Abstract

To test the hypothesis that supra-elevated hepatic alpha-tocopherol concentrations would up-regulate mechanisms that result in increased hepatic alpha-tocopherol metabolism and excretion, rats received daily subcutaneous alpha-tocopherol injections (10 mg/100 g body wt) and then were sacrificed on Day 0 or 12 h following their previous injection on Days 3, 6, 9, 12, 15, and 18. Liver alpha-tocopherol concentrations increased from 12 +/- 1 nmol/g (mean +/- SE) to 819 +/- 74 (Day 3), decreased at Day 9 (486 +/- 67), and continued to decrease through Day 18 (338 +/- 37). alpha-Tocopherol metabolites and their intermediates increased and decreased similarly to alpha-tocopherol albeit at lower concentrations.

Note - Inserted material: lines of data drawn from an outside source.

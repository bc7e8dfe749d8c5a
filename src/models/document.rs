use serde::{Deserialize, Serialize};

pub const DEFAULT_CATEGORY: &str = "general";

/// A text file read from the documents directory.
#[derive(Debug, Clone, PartialEq, Eq, Serialize, Deserialize)]
pub struct Document {
    pub filename: String,
    pub content: String,
    pub source: Option<String>,
    pub category: Option<String>,
}

impl Document {
    pub fn new(filename: impl Into<String>, content: impl Into<String>) -> Self {
        Self {
            filename: filename.into(),
            content: content.into(),
            source: None,
            category: None,
        }
    }

    pub fn with_labels(mut self, source: Option<String>, category: Option<String>) -> Self {
        self.source = source;
        self.category = category;
        self
    }

    /// Source label, falling back to the filename.
    pub fn source_label(&self) -> &str {
        self.source.as_deref().unwrap_or(&self.filename)
    }

    /// Category label, falling back to `general`.
    pub fn category_label(&self) -> &str {
        self.category.as_deref().unwrap_or(DEFAULT_CATEGORY)
    }
}

/// One window of a document's text.
#[derive(Debug, Clone, PartialEq, Eq, Serialize, Deserialize)]
#[serde(rename_all = "camelCase")]
pub struct Chunk {
    pub id: String,
    pub text: String,
    pub source: String,
    pub category: String,
    pub filename: String,
    pub chunk_index: usize,
}

impl Chunk {
    pub fn generate_id(sequence: u64) -> String {
        format!("chunk_{sequence}")
    }

    pub fn from_document(
        document: &Document,
        text: String,
        sequence: u64,
        chunk_index: usize,
    ) -> Self {
        Self {
            id: Self::generate_id(sequence),
            text,
            source: document.source_label().to_string(),
            category: document.category_label().to_string(),
            filename: document.filename.clone(),
            chunk_index,
        }
    }

    pub fn with_embedding(self, embedding: Vec<f32>) -> EmbeddedChunk {
        EmbeddedChunk {
            chunk: self,
            embedding,
        }
    }
}

/// A chunk paired with its embedding vector.
#[derive(Debug, Clone, PartialEq, Serialize, Deserialize)]
pub struct EmbeddedChunk {
    #[serde(flatten)]
    pub chunk: Chunk,
    pub embedding: Vec<f32>,
}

There were no changes in known vitamin E regulatory proteins, i.e., hepatic alpha-tocopherol transfer protein or cytochrome P450 (CYP) 4F. In contrast, both CYP3A and CYP2B, key xenobiotic metabolizing enzymes, doubled by Day 6 and remained elevated, while P450 reductase increased more slowly. Consistent with the decrease in liver alpha-tocopherol concentrations, a protein involved in biliary xenobiotic excretion, p-glycoprotein, increased at Day 9, doubling by Day 15. Thus hepatic alpha-tocopherol concentrations altered hepatic proteins involved in metabolism and disposition of xenobiotic agents.